Mr. Levy, who writes Lexician and also authored a book Legal Project Management: Control Costs, Meet Schedules, Manage Risks, and Maintain Sanity. To get a sense of his style, he recently wrote an interesting piece involving one of my favorite companies, Netflix and the company they helped bring down, Blockbuster. Mr. Levy, who borrows heavily from literature when writing, remarks about the decline of this once ubiquitous video giant:
I could go on, but ultimately it’s the failure of change management that stands out.
They didn’t respond to their competition, to the changing business environment. That’s the most important thing I learned about building an effective business strategy, to see it in an evolving context of competition and ensure that we’re ready to change ourselves as the environment changes, maybe even getting out and leading the change.
The environment changed, first with DVD-by-mail and then with DVD-for-a-buck. Blockbuster responded late, or not at all.
And why should they have responded? They had a business model that worked. Netflix-style would cut into their profits, negate their investment in leased or owned real estate.

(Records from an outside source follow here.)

//! Synchronous request/response over asynchronous lease queues.
//!
//! A [`Dispatcher`] publishes a request to an inbound queue and blocks
//! until the correlated response shows up on a shared outbound queue,
//! consuming only its own response and releasing everyone else's. A
//! [`Worker`] answers requests from the inbound queue. Queues follow
//! visibility-timeout (lease) semantics: a read hides a message for a
//! while, a delete consumes it, and a zero-visibility change releases it.
//!
//! Two queue backends ship with the crate: an in-process one (always
//! available) and a Redis one behind the `transport_redis` feature.

// Import all sub modules once...
mod api;
mod clock;
mod consumer;
mod dispatcher;
mod domain;
mod error;
mod macros;
mod protocol;
mod queue;
mod queue_builder;
mod relay_config;
mod worker;

pub(crate) use macros::{log_debug, log_error, log_info, log_trace, log_warn};

// Re-export main types
pub use api::{ApiReply, ApiRequest, ApiResponse};
pub use consumer::{FilteredConsumer, Inspection, PollStep};
pub use dispatcher::{DispatchRequest, Dispatcher};
pub use worker::{
    //
    BatchItemFailure,
    BatchOutcome,
    PassThrough,
    Processor,
    Worker,
    WorkerHandle,
    MAX_BATCH,
};

pub use error::{ApiStatus, Result, RpcError};
pub use queue_builder::QueueBuilder;
pub use relay_config::{DeadlinePolicy, PollConfig, RelayConfig};

pub use protocol::{
    //
    CorrelationId,
    DispatchOutput,
    Identity,
    RequestEnvelope,
    ResponseEnvelope,
    RunId,
};

pub use queue::{create_memory_queue, create_memory_queue_with_broker, create_redis_queue, MemoryBroker};

// --- public re-exports
pub use domain::{
    //
    clamp_delay,
    queue_name_from_arn,
    queue_name_from_url,
    Delivery,
    DeliveryAttributes,
    Queue,
    QueueBase,
    QueueConfig,
    QueuePtr,
    ReceiptHandle,
    ReceiveOptions,
    DEFAULT_RETENTION,
    MAX_DELAY,
    MAX_PADDING_BYTES,
};
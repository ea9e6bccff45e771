use serde::{Deserialize, Serialize};
use std::fmt;
use uuid::Uuid;

use super::ResponseEnvelope;

/// Correlation ID for matching a request to its response.
///
/// 128 random bits (UUID v4) rendered as 32 lowercase hex characters with
/// no separators. This is the only key used for matching; two concurrently
/// outstanding calls colliding is not a practical concern.
///
/// # Format
///
/// `550e8400e29b41d4a9b6446655440000`
#[derive(Debug, Clone, PartialEq, Eq, Hash, Serialize, Deserialize)]
#[serde(transparent)]
pub struct CorrelationId(String);

impl CorrelationId {
    // ---
    /// Generate a new unique correlation ID.
    pub fn generate() -> Self {
        // ---
        Self(Uuid::new_v4().simple().to_string())
    }

    /// Borrow the correlation ID as a string slice.
    pub fn as_str(&self) -> &str {
        // ---
        &self.0
    }
}

impl fmt::Display for CorrelationId {
    fn fmt(&self, f: &mut fmt::Formatter<'_>) -> fmt::Result {
        f.write_str(&self.0)
    }
}

impl From<String> for CorrelationId {
    fn from(value: String) -> Self {
        Self(value)
    }
}

impl From<&str> for CorrelationId {
    fn from(value: &str) -> Self {
        Self(value.to_string())
    }
}

/// Logical run label supplied by the caller.
///
/// Used for grouping and observability. It is not required to be unique
/// and is only checked as a second field on match.
#[derive(Debug, Clone, PartialEq, Eq, Hash, Serialize, Deserialize)]
#[serde(transparent)]
pub struct RunId(String);

impl RunId {
    // ---
    /// Use the caller's label when it is non-blank, otherwise generate
    /// `run-<unix nanos>`.
    pub fn or_generate(label: Option<&str>) -> Self {
        // ---
        match label.map(str::trim) {
            Some(label) if !label.is_empty() => Self(label.to_string()),
            _ => Self(format!("run-{}", crate::clock::unix_nanos())),
        }
    }

    pub fn as_str(&self) -> &str {
        &self.0
    }
}

impl fmt::Display for RunId {
    fn fmt(&self, f: &mut fmt::Formatter<'_>) -> fmt::Result {
        f.write_str(&self.0)
    }
}

impl From<&str> for RunId {
    fn from(value: &str) -> Self {
        Self(value.to_string())
    }
}

impl From<String> for RunId {
    fn from(value: String) -> Self {
        Self(value)
    }
}

/// The pair a dispatcher waits on.
#[derive(Debug, Clone, PartialEq, Eq)]
pub struct Identity {
    pub correlation_id: CorrelationId,
    pub run_id: RunId,
}

impl Identity {
    pub fn new(correlation_id: CorrelationId, run_id: RunId) -> Self {
        Self {
            correlation_id,
            run_id,
        }
    }

    /// True when both the correlation ID and the run ID of `response`
    /// equal this identity. Surrounding whitespace in the response is
    /// ignored.
    pub fn matches(&self, response: &ResponseEnvelope) -> bool {
        // ---
        response.id.trim() == self.correlation_id.as_str()
            && response.run_id.trim() == self.run_id.as_str()
    }
}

The analogy for current law firm business models doesn’t need to be spellled out much more clearly.
Mr. Easton has a deep nuts and bolts understanding of the application of project management techniques. His blog, at legalprojectmanagement.info, is an incredibly rich source of information relating to the how’s and why’s of implementing legal project management in a methodical and disciplined way. His musings on LPM specifics, including certifications and e-discovery implementations is impressive with its level of detail. You can tell by the way he relates information that this is a guy with his ear to the ground who’s rolled up his sleeves, worked through some tough problems, and offers take-aways to those willing to listen.
In addition to sharing detailed knowledge on techniques and tactics, his blog serves as a portal of information for all things LPM. His weekly “LPM Tidbits” post is a great wrap up of information of everything going on in the field. For example, through Mr. Easton’s blog, I’ve learned about exciting thought-leaders such as Jim Hassett, who writes the Legal Business Development blog.
Mr. Hassett is apparently another godfather of Legal Business ideas, so I look forward to exploring his interesting ideas and discover more interesting Legal Project Management thinkers.